Amor de rua
Quem conhece a Rodoviária do Plano Piloto em Brasília não se assusta mais com o Terminal Guadalupe em Curitiba. Está devidamente acostumado com os mendigos, os bêbados, as prostitutas, os usuários, as brigas, os ratos, o lixo. E os vendedores ambulantes, que oferecem celulares, laranjas, calcinhas, flores, jogos pra Play 2, bijuterias, agulhas (27 agulhas custam 1 real). Então era com ares de pessoa experimentada que eu me apoiava em uma pilastra enquanto aguardava o ônibus na capital do Paraná.
De onde eu estava não podia enxergar muita coisa da Paróquia Nossa Senhora de Guadalupe, logo ao lado do Terminal. Mas intuía que na rampa de acesso estivesse dormindo algum mendigo, como é de praxe. O pessoal da Paróquia não gosta muito deles. É que não causam uma boa impressão para as caravanas que vão até lá especialmente para ver o padre Reginaldo Manzotti (e eventualmente comprar um Manzotinho na porta do templo). Tenho para mim que o melhor meio de tirá-los da rampa seria convidá-los para entrar na igreja. Mas isso traria muito mau cheiro e sujeira, e o reino, como se sabe, é dos limpos. Ainda é uma excentricidade quando o Papa Francisco resolve convidar mendigos para o seu aniversário.

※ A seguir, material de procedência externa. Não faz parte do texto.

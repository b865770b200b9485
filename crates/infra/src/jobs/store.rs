//! Job storage implementations.

use std::collections::HashMap;
use std::sync::{Arc, RwLock, RwLockReadGuard, RwLockWriteGuard};

use chrono::{DateTime, Utc};

use jobgate_core::{JobId, UserId};

use super::types::{Job, JobStatus, Transition};

/// Job store abstraction.
///
/// Every mutating call is applied atomically per job: status and run-generation checks and
/// the write happen under one lock (or one conditional update in a durable backend).
pub trait JobStore: Send + Sync {
    /// Insert a new job (staged or dispatchable, as built).
    fn insert(&self, job: Job) -> Result<JobId, JobStoreError>;

    /// Get a job by ID.
    fn get(&self, job_id: JobId) -> Result<Option<Job>, JobStoreError>;

    /// Make a staged job visible to workers.
    fn release(&self, job_id: JobId) -> Result<(), JobStoreError>;

    /// Remove a staged job that was never released.
    fn discard(&self, job_id: JobId) -> Result<(), JobStoreError>;

    /// Claim the oldest ready job and move it to `Running`.
    /// Returns None if no jobs are available.
    fn claim_next(&self, now: DateTime<Utc>) -> Result<Option<Job>, JobStoreError>;

    /// Apply a transition to run `run` of a job.
    fn transition(
        &self,
        job_id: JobId,
        run: u32,
        transition: Transition,
        at: DateTime<Utc>,
    ) -> Result<Job, JobStoreError>;

    /// Start a new run for every due recurring job. Returns the re-armed ids.
    fn rearm_due(&self, now: DateTime<Utc>) -> Result<Vec<JobId>, JobStoreError>;

    /// Cancel a job (stop recurrence, fail the unfinished run).
    fn cancel(&self, job_id: JobId, now: DateTime<Utc>) -> Result<Job, JobStoreError>;

    /// Most recent jobs of one owner, newest first.
    fn list_by_owner(&self, owner_id: UserId, limit: usize) -> Result<Vec<Job>, JobStoreError>;

    /// Get job statistics.
    fn stats(&self) -> Result<JobStats, JobStoreError>;
}

/// Job store error.
#[derive(Debug, Clone, PartialEq, Eq, thiserror::Error)]
pub enum JobStoreError {
    #[error("job not found: {0}")]
    NotFound(JobId),
    #[error("job already exists: {0}")]
    AlreadyExists(JobId),
    #[error("job {job_id}: invalid transition {from:?} -> {to:?}")]
    InvalidTransition {
        job_id: JobId,
        from: JobStatus,
        to: JobStatus,
    },
    #[error("job {job_id}: run {expected} is no longer current (now {current})")]
    StaleRun { job_id: JobId, expected: u32, current: u32 },
    #[error("job {0} was already released")]
    AlreadyReleased(JobId),
    #[error("invalid schedule: {0}")]
    InvalidSchedule(String),
    #[error("storage error: {0}")]
    Storage(String),
}

/// Job statistics.
#[derive(Debug, Clone, Default, PartialEq, Eq, serde::Serialize)]
pub struct JobStats {
    pub pending: usize,
    pub running: usize,
    pub succeeded: usize,
    pub failed: usize,
    pub recurring: usize,
    pub staged: usize,
}

/// In-memory job store for tests/dev.
#[derive(Debug, Default)]
pub struct InMemoryJobStore {
    jobs: RwLock<HashMap<JobId, Job>>,
}

impl InMemoryJobStore {
    pub fn new() -> Self {
        Self::default()
    }

    pub fn arc() -> Arc<Self> {
        Arc::new(Self::new())
    }

    fn read(&self) -> Result<RwLockReadGuard<'_, HashMap<JobId, Job>>, JobStoreError> {
        self.jobs
            .read()
            .map_err(|_| JobStoreError::Storage("job store lock poisoned".to_string()))
    }

    fn write(&self) -> Result<RwLockWriteGuard<'_, HashMap<JobId, Job>>, JobStoreError> {
        self.jobs
            .write()
            .map_err(|_| JobStoreError::Storage("job store lock poisoned".to_string()))
    }
}

impl JobStore for InMemoryJobStore {
    fn insert(&self, job: Job) -> Result<JobId, JobStoreError> {
        let mut jobs = self.write()?;
        if jobs.contains_key(&job.id) {
            return Err(JobStoreError::AlreadyExists(job.id));
        }
        let id = job.id;
        jobs.insert(id, job);
        Ok(id)
    }

    fn get(&self, job_id: JobId) -> Result<Option<Job>, JobStoreError> {
        Ok(self.read()?.get(&job_id).cloned())
    }

    fn release(&self, job_id: JobId) -> Result<(), JobStoreError> {
        let mut jobs = self.write()?;
        let job = jobs.get_mut(&job_id).ok_or(JobStoreError::NotFound(job_id))?;
        job.held = false;
        Ok(())
    }

    fn discard(&self, job_id: JobId) -> Result<(), JobStoreError> {
        let mut jobs = self.write()?;
        match jobs.get(&job_id) {
            None => Err(JobStoreError::NotFound(job_id)),
            Some(job) if !job.held => Err(JobStoreError::AlreadyReleased(job_id)),
            Some(_) => {
                jobs.remove(&job_id);
                Ok(())
            }
        }
    }

    fn claim_next(&self, now: DateTime<Utc>) -> Result<Option<Job>, JobStoreError> {
        let mut jobs = self.write()?;

        // Oldest ready job first (by the time it last became pending).
        let next = jobs
            .values()
            .filter(|j| j.is_ready())
            .min_by_key(|j| (j.updated_at, j.created_at))
            .map(|j| j.id);

        let Some(job_id) = next else {
            return Ok(None);
        };
        let Some(job) = jobs.get_mut(&job_id) else {
            return Ok(None);
        };

        job.apply(Transition::Start, now)
            .map_err(|e| JobStoreError::InvalidTransition { job_id, from: e.from, to: e.to })?;
        Ok(Some(job.clone()))
    }

    fn transition(
        &self,
        job_id: JobId,
        run: u32,
        transition: Transition,
        at: DateTime<Utc>,
    ) -> Result<Job, JobStoreError> {
        let mut jobs = self.write()?;
        let job = jobs.get_mut(&job_id).ok_or(JobStoreError::NotFound(job_id))?;

        if job.run != run {
            return Err(JobStoreError::StaleRun {
                job_id,
                expected: run,
                current: job.run,
            });
        }

        job.apply(transition, at)
            .map_err(|e| JobStoreError::InvalidTransition { job_id, from: e.from, to: e.to })?;
        Ok(job.clone())
    }

    fn rearm_due(&self, now: DateTime<Utc>) -> Result<Vec<JobId>, JobStoreError> {
        let mut jobs = self.write()?;
        let mut rearmed = Vec::new();

        for job in jobs.values_mut().filter(|j| !j.held && j.is_due(now)) {
            if job.rearm(now) {
                rearmed.push(job.id);
            }
        }

        Ok(rearmed)
    }

    fn cancel(&self, job_id: JobId, now: DateTime<Utc>) -> Result<Job, JobStoreError> {
        let mut jobs = self.write()?;
        let job = jobs.get_mut(&job_id).ok_or(JobStoreError::NotFound(job_id))?;
        job.cancel(now);
        Ok(job.clone())
    }

    fn list_by_owner(&self, owner_id: UserId, limit: usize) -> Result<Vec<Job>, JobStoreError> {
        let jobs = self.read()?;
        let mut result: Vec<_> = jobs
            .values()
            .filter(|j| j.owner_id == owner_id && !j.held)
            .cloned()
            .collect();

        result.sort_by(|a, b| b.created_at.cmp(&a.created_at));
        result.truncate(limit);
        Ok(result)
    }

    fn stats(&self) -> Result<JobStats, JobStoreError> {
        let jobs = self.read()?;
        let mut stats = JobStats::default();

        for job in jobs.values() {
            if job.held {
                stats.staged += 1;
                continue;
            }
            if job.recurrence.as_ref().is_some_and(|r| r.active) {
                stats.recurring += 1;
            }
            match job.status {
                JobStatus::Pending => stats.pending += 1,
                JobStatus::Running => stats.running += 1,
                JobStatus::Succeeded => stats.succeeded += 1,
                JobStatus::Failed => stats.failed += 1,
            }
        }

        Ok(stats)
    }
}
//! HTTP API: configuration, routing, and request/response mapping.

pub mod app;
pub mod config;
pub mod context;
pub mod middleware;
//! Tracing/logging initialization.
//!
//! Events carry structured fields (`job_id`, `user_id`, `kind`, `run`); JSON output keeps them
//! machine-readable. The filter comes from `RUST_LOG` when set.

use tracing_subscriber::EnvFilter;

/// Output format for log lines.
#[derive(Debug, Clone, Copy, PartialEq, Eq, Default)]
pub enum LogFormat {
    #[default]
    Json,
    /// Human-readable, for local development.
    Pretty,
}

impl std::str::FromStr for LogFormat {
    type Err = String;

    fn from_str(s: &str) -> Result<Self, Self::Err> {
        match s.trim().to_ascii_lowercase().as_str() {
            "json" => Ok(LogFormat::Json),
            "pretty" | "text" => Ok(LogFormat::Pretty),
            other => Err(format!("unknown log format: {other}")),
        }
    }
}

#[derive(Debug, Clone, PartialEq, Eq)]
pub struct LogConfig {
    /// Filter used when `RUST_LOG` is unset or invalid.
    pub default_filter: String,
    pub format: LogFormat,
}

impl Default for LogConfig {
    fn default() -> Self {
        Self {
            default_filter: "info".to_string(),
            format: LogFormat::Json,
        }
    }
}

impl LogConfig {
    pub fn with_default_filter(mut self, filter: impl Into<String>) -> Self {
        self.default_filter = filter.into();
        self
    }

    pub fn with_format(mut self, format: LogFormat) -> Self {
        self.format = format;
        self
    }

    fn filter(&self) -> EnvFilter {
        EnvFilter::try_from_default_env()
            .or_else(|_| EnvFilter::try_new(&self.default_filter))
            .unwrap_or_else(|_| EnvFilter::new("info"))
    }
}

/// Initialize tracing/logging for the process.
///
/// Safe to call multiple times (subsequent calls are no-ops).
pub fn init(config: &LogConfig) {
    let builder = tracing_subscriber::fmt()
        .with_env_filter(config.filter())
        .with_timer(tracing_subscriber::fmt::time::SystemTime);

    let _ = match config.format {
        LogFormat::Json => builder.json().with_target(false).try_init(),
        LogFormat::Pretty => builder.with_target(true).try_init(),
    };
}

#[cfg(test)]
mod tests {
    use super::*;

    #[test]
    fn parses_formats() {
        assert_eq!("JSON".parse::<LogFormat>(), Ok(LogFormat::Json));
        assert_eq!(" text ".parse::<LogFormat>(), Ok(LogFormat::Pretty));
        assert!("xml".parse::<LogFormat>().is_err());
    }

    #[test]
    fn repeated_init_is_a_no_op() {
        let config = LogConfig::default().with_default_filter("debug");
        init(&config);
        init(&config.with_format(LogFormat::Pretty));
    }
}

Eu pensava essas coisas e nem vi quando uma mulher, evidentemente moradora de rua, começou a andar para lá e para cá ao meu redor. Devia ter pouco mais de 20 anos. Não era das mais bonitas, pois se fosse já não estaria mais nas ruas. Estava descalça e tinha os pés sujos. Comecei a achar que estava me observando. Caminhava uns passos, depois voltava, passava à minha frente e às vezes seguia por trás da pilastra – ocasião em que eu lentamente me virava a fim de não ser surpreendido por Deus sabe o quê. Até que estacou diante de mim. Tentei fazer de conta que não era comigo, mas ela veio para cima de mim, com os braços abertos para me abraçar e com a boca aberta para me beijar – de língua. Minha sensibilidade social não chega a tanto: me esquivei e dei o fora.